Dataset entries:
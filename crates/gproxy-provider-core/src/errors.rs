//! `GatewayError` maps failure causes onto the error kinds a caller needs to
//! tell apart: whether the downstream can be told "try again", whether the
//! upstream is the one at fault, and whether an HTTP status can be derived
//! at all.

#[derive(Debug, thiserror::Error)]
pub enum GatewayError {
    /// The downstream closed the connection or cancelled its request context.
    #[error("request cancelled")]
    Cancelled,

    /// Connecting to, or exchanging a non-streaming response with, the
    /// upstream failed below the HTTP layer (DNS, TLS, connect, timeout).
    #[error("upstream transport error: {0}")]
    UpstreamTransport(String),

    /// The upstream accepted the request and began a stream, but the stream
    /// itself failed or was cut short (SSE framing error, reset mid-body).
    #[error("upstream stream error: {0}")]
    UpstreamStream(String),

    /// A request or response body failed to parse or marshal against the
    /// expected wire dialect.
    #[error("parse/marshal error: {0}")]
    ParseMarshal(String),

    /// A hook, translator, or handler panicked and was caught at a task
    /// boundary; the panic payload is preserved as a string for logging.
    #[error("internal error (recovered panic): {0}")]
    Panic(String),

    /// The requested operation is not supported for this provider or
    /// dialect (e.g. a models-listing endpoint the upstream does not expose).
    #[error("unsupported: {0}")]
    Unsupported(&'static str),
}

impl GatewayError {
    pub fn models_endpoint_not_supported() -> Self {
        GatewayError::Unsupported("models endpoint not supported by this provider")
    }

    /// Best-effort status code for the downstream response. Streaming errors
    /// that occur after headers are already flushed have no status to send;
    /// callers of this must only use it before the stream has started.
    pub fn status_code(&self) -> u16 {
        match self {
            GatewayError::Cancelled => 499,
            GatewayError::UpstreamTransport(_) => 502,
            GatewayError::UpstreamStream(_) => 502,
            GatewayError::ParseMarshal(_) => 500,
            GatewayError::Panic(_) => 500,
            GatewayError::Unsupported(_) => 404,
        }
    }
}

pub type GatewayResult<T> = Result<T, GatewayError>;
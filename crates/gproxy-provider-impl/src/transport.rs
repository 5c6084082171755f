//! Transport pool (§4.2): one shared `wreq::Client` per
//! [`TransportKey`](gproxy_provider_core::TransportKey). Grounded on the
//! teacher's `CLIENT_CACHE: OnceLock<Mutex<HashMap<..>>>` pattern, upgraded
//! from a plain `Mutex` to an `RwLock` so concurrent lookups for
//! already-built transports don't serialize on each other — construction
//! still takes the write lock with a second check, per §8 invariant 8
//! ("pool double-check").

use std::collections::HashMap;
use std::sync::{Arc, RwLock};
use std::time::{Duration, Instant};

use gproxy_provider_core::{GatewayError, TransportKey};

use crate::tls;

#[derive(Clone)]
pub struct PooledTransport {
    pub client: wreq::Client,
    pub created_at: Instant,
}

#[derive(Default)]
pub struct TransportPool {
    transports: RwLock<HashMap<TransportKey, PooledTransport>>,
}

impl TransportPool {
    pub fn new() -> Self {
        Self::default()
    }

    /// Returns the pooled transport for `key`, building one if absent. Never
    /// evicts (§3: "transports are cheap to keep and expensive to rebuild
    /// under load").
    pub fn get(&self, key: &TransportKey) -> Result<PooledTransport, GatewayError> {
        if let Some(transport) = self.read_existing(key) {
            return Ok(transport);
        }

        let mut transports = self
            .transports
            .write()
            .expect("transport pool lock poisoned");
        if let Some(transport) = transports.get(key) {
            return Ok(transport.clone());
        }

        let transport = build_transport(key)?;
        transports.insert(key.clone(), transport.clone());
        Ok(transport)
    }

    fn read_existing(&self, key: &TransportKey) -> Option<PooledTransport> {
        let transports = self.transports.read().expect("transport pool lock poisoned");
        transports.get(key).cloned()
    }

    pub fn len(&self) -> usize {
        self.transports.read().expect("transport pool lock poisoned").len()
    }

    pub fn is_empty(&self) -> bool {
        self.len() == 0
    }
}

fn build_transport(key: &TransportKey) -> Result<PooledTransport, GatewayError> {
    let mut builder = wreq::Client::builder()
        .connect_timeout(Duration::from_secs(10))
        .user_agent(tls::user_agent_for_fingerprint(key.tls_fingerprint()));

    if let Some(proxy_url) = key.proxy_url() {
        if let Some(proxy) = apply_proxy(proxy_url)? {
            builder = builder.proxy(proxy);
        }
    }

    let client = builder
        .build()
        .map_err(|err| GatewayError::UpstreamTransport(err.to_string()))?;

    Ok(PooledTransport {
        client,
        created_at: Instant::now(),
    })
}

/// `http`/`https` and `socks5` proxy URLs both go through `wreq::Proxy::all`,
/// which dispatches on scheme internally; anything else falls back to no
/// proxy rather than failing the whole transport build (§4.2: "unsupported
/// scheme -> fall back to the default transport (log)"). `Ok(None)` means
/// "proceed without a proxy"; `Err` is reserved for a recognized scheme that
/// `wreq` itself rejects (e.g. a malformed URL).
fn apply_proxy(proxy_url: &str) -> Result<Option<wreq::Proxy>, GatewayError> {
    let scheme = proxy_url.split("://").next().unwrap_or_default();
    match scheme {
        "http" | "https" | "socks5" | "socks5h" => wreq::Proxy::all(proxy_url)
            .map(Some)
            .map_err(|err| GatewayError::UpstreamTransport(err.to_string())),
        other => {
            tracing::warn!(scheme = other, proxy_url, "unsupported proxy scheme, falling back to default transport");
            Ok(None)
        }
    }
}

pub type SharedTransportPool = Arc<TransportPool>;

#[cfg(test)]
mod tests {
    use super::*;

    fn key(proxy: Option<&str>) -> TransportKey {
        TransportKey::new("https://api.openai.com/v1", proxy.map(str::to_string), None, None)
    }

    #[test]
    fn repeated_get_for_same_key_reuses_transport() {
        let pool = TransportPool::new();
        let first = pool.get(&key(None)).unwrap();
        let second = pool.get(&key(None)).unwrap();
        assert_eq!(pool.len(), 1);
        assert_eq!(first.created_at, second.created_at);
    }

    #[test]
    fn distinct_keys_get_distinct_transports() {
        let pool = TransportPool::new();
        pool.get(&key(None)).unwrap();
        pool.get(&key(Some("http://proxy:8080"))).unwrap();
        assert_eq!(pool.len(), 2);
    }

    #[test]
    fn unsupported_proxy_scheme_falls_back_to_no_proxy() {
        let pool = TransportPool::new();
        let transport = pool.get(&key(Some("ftp://proxy:21")));
        assert!(transport.is_ok());
    }
}
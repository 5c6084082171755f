//! Cache keys for the transport pool (§4.2) and the client pool (§4.6).
//! Both are plain value types so equality alone decides sharing — no
//! interior mutability, no provider back-reference.

use sha2::{Digest, Sha256};
use uuid::Uuid;

use crate::provider::{OAuthProviderKind, Provider, TlsFingerprint};

#[derive(Debug, Clone, PartialEq, Eq, Hash)]
pub struct TransportKey {
    base_url: String,
    proxy_url: Option<String>,
    oauth_kind: Option<OAuthProviderKind>,
    tls_fingerprint: Option<TlsFingerprint>,
}

impl TransportKey {
    pub fn new(
        base_url: &str,
        proxy_url: Option<String>,
        oauth_kind: Option<OAuthProviderKind>,
        tls_fingerprint: Option<TlsFingerprint>,
    ) -> Self {
        Self {
            base_url: base_url.trim_end_matches('/').to_string(),
            proxy_url,
            oauth_kind,
            tls_fingerprint,
        }
    }

    pub fn for_provider(provider: &Provider) -> Self {
        Self::new(
            provider.normalized_api_base(),
            provider.proxy_url.clone(),
            provider.auth.oauth_kind(),
            provider.tls_fingerprint,
        )
    }

    pub fn proxy_url(&self) -> Option<&str> {
        self.proxy_url.as_deref()
    }

    pub fn tls_fingerprint(&self) -> Option<TlsFingerprint> {
        self.tls_fingerprint
    }
}

#[derive(Debug, Clone, PartialEq, Eq, Hash)]
pub struct ClientKey {
    provider_id: Uuid,
    model: String,
    proxy_hash: String,
}

impl ClientKey {
    pub fn new(provider_id: Uuid, model: impl Into<String>, proxy_url: Option<&str>) -> Self {
        Self {
            provider_id,
            model: model.into(),
            proxy_hash: proxy_hash(proxy_url.unwrap_or("")),
        }
    }

    pub fn for_provider(provider: &Provider, model: impl Into<String>) -> Self {
        Self::new(provider.id, model, provider.proxy_url.as_deref())
    }
}

/// 16 hex characters: the first 8 bytes of the proxy URL's SHA-256 digest.
fn proxy_hash(proxy_url: &str) -> String {
    let digest = Sha256::digest(proxy_url.as_bytes());
    digest[..8].iter().map(|byte| format!("{byte:02x}")).collect()
}
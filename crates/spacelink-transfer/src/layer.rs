use std::cell::RefCell;
use std::rc::Rc;

/// A communication layer sitting below the Space Packet layer.
///
/// The transfer service pushes every successfully transmitted packet down
/// through this one-operation contract; the sub-layer delivers inbound
/// octet strings by calling
/// [`crate::TransferService::receive_from_sub_layer`]. Neither side owns
/// the other: the service holds a shared handle acquired at wiring time,
/// and inbound packets are never pushed back down.
pub trait CommSubLayer {
    /// Accepts one outbound packet from the Space Packet layer.
    fn receive_from_upper(&mut self, packet: &[u8]);
}

/// Shared handle under which a sub-layer is wired to the service.
pub type SharedSubLayer = Rc<RefCell<dyn CommSubLayer>>;

/// Wraps a sub-layer into the shared handle the service wires.
pub fn shared_sub_layer<L: CommSubLayer + 'static>(layer: L) -> SharedSubLayer {
    Rc::new(RefCell::new(layer))
}
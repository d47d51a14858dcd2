use spacelink_core::constants::PRIMARY_HEADER_OCTETS;
use spacelink_core::error::{ErrorKind, Result};
use spacelink_codec::{BitReader, DataField};

use crate::primary_header::PrimaryHeader;
use crate::secondary_header::SpSecondaryHeader;

/// Extracts one Space Packet from a received octet string.
///
/// Construction deserializes the primary header and the caller-typed
/// secondary header; the remaining octets are exposed as a positioned
/// [`BitReader`]. Extractors never write to the buffer.
#[derive(Debug)]
pub struct SpExtractor<'a, S: SpSecondaryHeader> {
    /// The decoded primary header.
    pub primary: PrimaryHeader,
    /// The decoded secondary header.
    pub secondary: S,
    reader: BitReader<'a>,
}

impl<'a, S: SpSecondaryHeader> SpExtractor<'a, S> {
    /// Octets consumed by the headers.
    pub const HEADER_OCTETS: usize = PRIMARY_HEADER_OCTETS + S::SIZE_OCTETS;

    /// Parses the headers out of `buffer`, which is presumed to hold exactly
    /// one packet.
    pub fn new(buffer: &'a [u8]) -> Result<Self> {
        if buffer.len() < Self::HEADER_OCTETS {
            return Err(ErrorKind::PacketTooShort {
                needed: Self::HEADER_OCTETS,
                available: buffer.len(),
            });
        }
        let mut reader = BitReader::new(buffer);
        let mut primary = PrimaryHeader::default();
        primary.deserialize(&mut reader);
        let mut secondary = S::default();
        secondary.deserialize(&mut reader);
        Ok(Self { primary, secondary, reader })
    }

    /// The user-data stream, positioned just past the headers.
    pub fn data(&mut self) -> &mut BitReader<'a> {
        &mut self.reader
    }

    /// Octets of user data following the headers.
    pub fn user_data_octets(&self) -> usize {
        self.reader.capacity_bytes() - Self::HEADER_OCTETS
    }
}
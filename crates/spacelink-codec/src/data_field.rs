use crate::reader::BitReader;
use crate::writer::BitWriter;

/// A value with a statically known bit width that serializes itself through
/// the bit cursors.
///
/// Heterogeneous field groups are plain tuples: `(A, B, C)` serializes its
/// members in declaration order and its width is the sum of theirs. Tuples
/// nest, and the unit type is the empty group (width 0, no I/O), so any
/// packet shape can be composed and checked at compile time.
pub trait DataField {
    /// Total serialized width in bits.
    const WIDTH_BITS: usize;

    /// Writes exactly [`DataField::WIDTH_BITS`] bits to `out`.
    fn serialize(&self, out: &mut BitWriter<'_>);

    /// Reads exactly [`DataField::WIDTH_BITS`] bits from `input`.
    fn deserialize(&mut self, input: &mut BitReader<'_>);
}

impl DataField for () {
    const WIDTH_BITS: usize = 0;

    fn serialize(&self, _out: &mut BitWriter<'_>) {}

    fn deserialize(&mut self, _input: &mut BitReader<'_>) {}
}

macro_rules! impl_data_field_for_tuple {
    ($(($T:ident, $idx:tt)),+) => {
        impl<$($T: DataField),+> DataField for ($($T,)+) {
            const WIDTH_BITS: usize = 0 $(+ $T::WIDTH_BITS)+;

            fn serialize(&self, out: &mut BitWriter<'_>) {
                $(self.$idx.serialize(out);)+
            }

            fn deserialize(&mut self, input: &mut BitReader<'_>) {
                $(self.$idx.deserialize(input);)+
            }
        }
    };
}

impl_data_field_for_tuple!((A, 0));
impl_data_field_for_tuple!((A, 0), (B, 1));
impl_data_field_for_tuple!((A, 0), (B, 1), (C, 2));
impl_data_field_for_tuple!((A, 0), (B, 1), (C, 2), (D, 3));
impl_data_field_for_tuple!((A, 0), (B, 1), (C, 2), (D, 3), (E, 4));
impl_data_field_for_tuple!((A, 0), (B, 1), (C, 2), (D, 3), (E, 4), (F, 5));
impl_data_field_for_tuple!((A, 0), (B, 1), (C, 2), (D, 3), (E, 4), (F, 5), (G, 6));
impl_data_field_for_tuple!((A, 0), (B, 1), (C, 2), (D, 3), (E, 4), (F, 5), (G, 6), (H, 7));
impl_data_field_for_tuple!(
    (A, 0), (B, 1), (C, 2), (D, 3), (E, 4), (F, 5), (G, 6), (H, 7), (I, 8)
);
impl_data_field_for_tuple!(
    (A, 0), (B, 1), (C, 2), (D, 3), (E, 4), (F, 5), (G, 6), (H, 7), (I, 8), (J, 9)
);
impl_data_field_for_tuple!(
    (A, 0), (B, 1), (C, 2), (D, 3), (E, 4), (F, 5), (G, 6), (H, 7), (I, 8), (J, 9), (K, 10)
);
impl_data_field_for_tuple!(
    (A, 0), (B, 1), (C, 2), (D, 3), (E, 4), (F, 5), (G, 6), (H, 7), (I, 8), (J, 9), (K, 10),
    (L, 11)
);
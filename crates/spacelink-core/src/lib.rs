#![warn(missing_docs)]

//! spacelink-core: foundational types and utilities.
//!
//! This crate provides the minimal set of core utilities shared across all layers:
//! - Protocol constants
//! - Error handling
//! - Service configuration
//! - Packet buffers and buffer allocation
//!
//! Protocol-specific logic lives in the specialized crates:
//! - `spacelink-codec`: bit-level cursors and typed data fields
//! - `spacelink-packet`: Space Packet headers, builders, extractors
//! - `spacelink-transfer`: packet transfer service and listener dispatch

/// Protocol constants shared across layers.
pub mod constants {
    /// The size of the Space Packet primary header, in octets.
    pub const PRIMARY_HEADER_OCTETS: usize = 6;
    /// Smallest legal Space Packet: a primary header plus one data octet.
    pub const PACKET_MIN_OCTETS: usize = 7;
    /// Largest legal Space Packet: a primary header plus a 65536-octet data
    /// field (the length field stores the octet count minus one in 16 bits).
    pub const PACKET_MAX_OCTETS: usize = 65542;
    /// Application process identifier reserved for idle packets (all ones).
    pub const APID_IDLE: u16 = 0x7FF;
    /// Number of distinct APID values (11-bit field, idle included).
    pub const APID_COUNT: usize = 0x800;
    /// Per-APID sequence counts wrap at this modulus (14-bit field).
    pub const SEQUENCE_COUNT_MODULO: u16 = 1 << 14;
    /// Default capacity of the transfer service listener table.
    pub const DEFAULT_MAX_LISTENERS: usize = 1000;
}

/// Service configuration.
pub mod config;
/// Error types and results.
pub mod error;
/// Owned packet buffers.
pub mod buffer;
/// Buffer allocation for packet storage.
pub mod alloc;
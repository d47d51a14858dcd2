use crate::unsigned::UnsignedInt;

fn low_mask(bits: usize) -> u8 {
    ((1u16 << bits) - 1) as u8
}

/// Appends values of arbitrary bit width to an octet buffer.
///
/// The cursor tracks a bit position in `[0, 8 * buffer.len()]` and a sticky
/// bad flag. Any violated precondition (width wider than the carrier,
/// overrunning the buffer, unsupported little-endian shape) sets the flag;
/// from then on every operation is a no-op until [`BitWriter::attach`]
/// re-arms the cursor on a buffer.
///
/// Bits fill each byte MSB-first. A byte is cleared to zero the first time
/// the cursor enters it, so partially written trailing bytes are always
/// zero-padded.
#[derive(Debug)]
pub struct BitWriter<'a> {
    buf: &'a mut [u8],
    cursor_bits: usize,
    bad: bool,
}

impl<'a> BitWriter<'a> {
    /// Creates a writer positioned at the start of `buffer`.
    pub fn new(buffer: &'a mut [u8]) -> Self {
        Self { buf: buffer, cursor_bits: 0, bad: false }
    }

    /// Re-arms the writer on a buffer, zeroing the position and clearing the
    /// bad flag.
    pub fn attach(&mut self, buffer: &'a mut [u8]) {
        self.buf = buffer;
        self.cursor_bits = 0;
        self.bad = false;
    }

    /// Appends the low `width_bits` bits of `value`.
    ///
    /// `width_bits == 0` is a no-op. A width wider than the carrier type or
    /// the remaining buffer capacity sets the bad flag without touching the
    /// buffer. Little-endian mode emits whole bytes LSB-first and requires
    /// an octet-multiple width; bit order inside each byte is unchanged.
    pub fn put<U: UnsignedInt>(&mut self, value: U, width_bits: usize, little_endian: bool) {
        if self.bad || width_bits == 0 {
            return;
        }
        if width_bits > U::BITS || width_bits > self.buf.len() * 8 - self.cursor_bits {
            self.bad = true;
            return;
        }
        if little_endian {
            if width_bits % 8 != 0 {
                self.bad = true;
                return;
            }
            let bits = value.to_bits();
            for i in 0..width_bits / 8 {
                self.put_bits_msb((bits >> (8 * i)) & 0xFF, 8);
            }
        } else {
            self.put_bits_msb(value.to_bits(), width_bits);
        }
    }

    /// Appends a whole unsigned value, big-endian.
    ///
    /// Equivalent to `put(value, 8 * size_of::<U>(), false)`.
    pub fn put_unsigned<U: UnsignedInt>(&mut self, value: U) {
        self.put(value, U::BITS, false);
    }

    /// Appends every bit written so far into `other` onto this stream.
    ///
    /// Whole bytes are copied byte-at-a-time; a trailing partial byte is
    /// appended with a single residue `put` of its high bits. Appending a
    /// stream to itself cannot be expressed (the borrows alias).
    pub fn append(&mut self, other: &BitWriter<'_>) {
        let full_bytes = other.cursor_bits / 8;
        let residue_bits = other.cursor_bits % 8;
        for i in 0..full_bytes {
            self.put(other.buf[i], 8, false);
        }
        if residue_bits > 0 {
            self.put(other.buf[full_bytes] >> (8 - residue_bits), residue_bits, false);
        }
    }

    /// Repositions the cursor to an absolute bit offset.
    ///
    /// Used by the packet layer to rewrite header octets in place after the
    /// user data is known. Seeking past the buffer capacity sets the bad
    /// flag.
    pub fn seek_bits(&mut self, position_bits: usize) {
        if self.bad {
            return;
        }
        if position_bits > self.buf.len() * 8 {
            self.bad = true;
            return;
        }
        self.cursor_bits = position_bits;
    }

    // Precondition: width <= 64 and the buffer holds the cursor + width.
    fn put_bits_msb(&mut self, value: u64, mut width: usize) {
        while width > 0 {
            let byte_index = self.cursor_bits / 8;
            let bits_free = 8 - self.cursor_bits % 8;

            // entering a fresh byte clears it so sub-byte writes can OR in
            if self.cursor_bits % 8 == 0 {
                self.buf[byte_index] = 0;
            }

            let take = bits_free.min(width);
            let chunk = ((value >> (width - take)) as u8) & low_mask(take);
            self.buf[byte_index] |= chunk << (bits_free - take);

            width -= take;
            self.cursor_bits += take;
        }
    }

    /// Current cursor position in bits.
    pub fn position_bits(&self) -> usize {
        self.cursor_bits
    }

    /// Octets covered by the cursor, rounding a partial byte up.
    pub fn size_bytes(&self) -> usize {
        self.cursor_bits / 8 + usize::from(self.cursor_bits % 8 > 0)
    }

    /// Total capacity of the attached buffer in octets.
    pub fn capacity_bytes(&self) -> usize {
        self.buf.len()
    }

    /// Returns whether a violated precondition has poisoned the stream.
    pub fn is_bad(&self) -> bool {
        self.bad
    }

    /// The written prefix of the buffer, up to [`BitWriter::size_bytes`].
    pub fn written(&self) -> &[u8] {
        &self.buf[..self.size_bytes()]
    }
}

#[cfg(test)]
mod tests {
    use super::*;

    #[test]
    fn test_bits_fill_msb_first() {
        let mut buf = [0u8; 2];
        let mut writer = BitWriter::new(&mut buf);
        writer.put(0b101u8, 3, false);
        writer.put(0b1u8, 1, false);
        writer.put(0b0110u8, 4, false);
        assert!(!writer.is_bad());
        assert_eq!(writer.position_bits(), 8);
        assert_eq!(writer.size_bytes(), 1);
        assert_eq!(buf[0], 0b1011_0110);
    }

    #[test]
    fn test_value_straddles_byte_boundary() {
        let mut buf = [0u8; 3];
        let mut writer = BitWriter::new(&mut buf);
        writer.put(0x7FFu16, 11, false);
        writer.put(0u8, 5, false);
        assert_eq!(buf, [0xFF, 0xE0, 0x00]);
    }

    #[test]
    fn test_masks_to_width() {
        let mut buf = [0u8; 1];
        let mut writer = BitWriter::new(&mut buf);
        // only the low 4 bits of the value are significant
        writer.put(0xABu8, 4, false);
        writer.put(0u8, 4, false);
        assert_eq!(buf[0], 0xB0);
    }

    #[test]
    fn test_zero_width_is_noop() {
        let mut buf = [0u8; 1];
        let mut writer = BitWriter::new(&mut buf);
        writer.put(0xFFu8, 0, false);
        assert!(!writer.is_bad());
        assert_eq!(writer.position_bits(), 0);
    }

    #[test]
    fn test_overrun_sets_bad_and_preserves_buffer() {
        let mut buf = [0u8; 1];
        let mut writer = BitWriter::new(&mut buf);
        writer.put(0xAAu8, 8, false);
        writer.put(0x1u8, 1, false);
        assert!(writer.is_bad());
        assert_eq!(writer.position_bits(), 8);
        assert_eq!(buf[0], 0xAA);
    }

    #[test]
    fn test_width_wider_than_carrier_sets_bad() {
        let mut buf = [0u8; 4];
        let mut writer = BitWriter::new(&mut buf);
        writer.put(0u8, 9, false);
        assert!(writer.is_bad());
    }

    #[test]
    fn test_bad_is_sticky_until_attach() {
        let mut buf = [0u8; 1];
        let mut writer = BitWriter::new(&mut buf);
        writer.put(0u8, 9, false);
        assert!(writer.is_bad());
        writer.put(0xFFu8, 8, false);
        assert_eq!(writer.position_bits(), 0);

        let mut other = [0u8; 1];
        writer.attach(&mut other);
        assert!(!writer.is_bad());
        writer.put(0xFFu8, 8, false);
        assert_eq!(writer.written(), &[0xFF]);
    }

    #[test]
    fn test_little_endian_reverses_whole_bytes() {
        let mut buf = [0u8; 4];
        let mut writer = BitWriter::new(&mut buf);
        writer.put(0x1122_3344u32, 32, true);
        assert_eq!(buf, [0x44, 0x33, 0x22, 0x11]);
    }

    #[test]
    fn test_little_endian_sub_byte_width_sets_bad() {
        let mut buf = [0u8; 4];
        let mut writer = BitWriter::new(&mut buf);
        writer.put(0x3u8, 3, true);
        assert!(writer.is_bad());
        assert_eq!(buf, [0u8; 4]);
    }

    #[test]
    fn test_put_unsigned_is_whole_width_big_endian() {
        let mut buf = [0u8; 2];
        let mut writer = BitWriter::new(&mut buf);
        writer.put_unsigned(0xBEEFu16);
        assert_eq!(buf, [0xBE, 0xEF]);
    }

    #[test]
    fn test_append_whole_and_residue_bits() {
        let mut sub_buf = [0u8; 2];
        let mut sub = BitWriter::new(&mut sub_buf);
        sub.put(0xABu8, 8, false);
        sub.put(0b110u8, 3, false);

        let mut buf = [0u8; 4];
        let mut writer = BitWriter::new(&mut buf);
        writer.put(0xFu8, 4, false);
        writer.append(&sub);
        assert!(!writer.is_bad());
        assert_eq!(writer.position_bits(), 4 + 11);
        // 1111 10101011 110 -> F A B C (padded)
        assert_eq!(writer.written(), &[0xFA, 0xBC]);
    }

    #[test]
    fn test_append_empty_stream_is_noop() {
        let mut sub_buf = [0u8; 1];
        let sub = BitWriter::new(&mut sub_buf);

        let mut buf = [0u8; 1];
        let mut writer = BitWriter::new(&mut buf);
        writer.append(&sub);
        assert!(!writer.is_bad());
        assert_eq!(writer.position_bits(), 0);
    }

    #[test]
    fn test_seek_and_rewrite_clears_target_bytes() {
        let mut buf = [0u8; 3];
        let mut writer = BitWriter::new(&mut buf);
        writer.put_unsigned(0x11u8);
        writer.put_unsigned(0x22u8);
        writer.put_unsigned(0x33u8);
        writer.seek_bits(0);
        writer.put_unsigned(0xAAu8);
        writer.seek_bits(24);
        assert_eq!(buf, [0xAA, 0x22, 0x33]);
    }

    #[test]
    fn test_seek_past_capacity_sets_bad() {
        let mut buf = [0u8; 2];
        let mut writer = BitWriter::new(&mut buf);
        writer.seek_bits(17);
        assert!(writer.is_bad());
    }
}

EXERCISE AIM: Of the lines above, output exactly those from the line bearing "pub fn proxy_url(&self)" through the line bearing "use std::rc::Rc;", inclusive.

ANSWER TO THE PROBLEM:
    pub fn proxy_url(&self) -> Option<&str> {
        self.proxy_url.as_deref()
    }

    pub fn tls_fingerprint(&self) -> Option<TlsFingerprint> {
        self.tls_fingerprint
    }
}

#[derive(Debug, Clone, PartialEq, Eq, Hash)]
pub struct ClientKey {
    provider_id: Uuid,
    model: String,
    proxy_hash: String,
}

impl ClientKey {
    pub fn new(provider_id: Uuid, model: impl Into<String>, proxy_url: Option<&str>) -> Self {
        Self {
            provider_id,
            model: model.into(),
            proxy_hash: proxy_hash(proxy_url.unwrap_or("")),
        }
    }

    pub fn for_provider(provider: &Provider, model: impl Into<String>) -> Self {
        Self::new(provider.id, model, provider.proxy_url.as_deref())
    }
}

/// 16 hex characters: the first 8 bytes of the proxy URL's SHA-256 digest.
fn proxy_hash(proxy_url: &str) -> String {
    let digest = Sha256::digest(proxy_url.as_bytes());
    digest[..8].iter().map(|byte| format!("{byte:02x}")).collect()
}
filename crates/spacelink-transfer/src/layer.rs
use std::cell::RefCell;
use std::rc::Rc;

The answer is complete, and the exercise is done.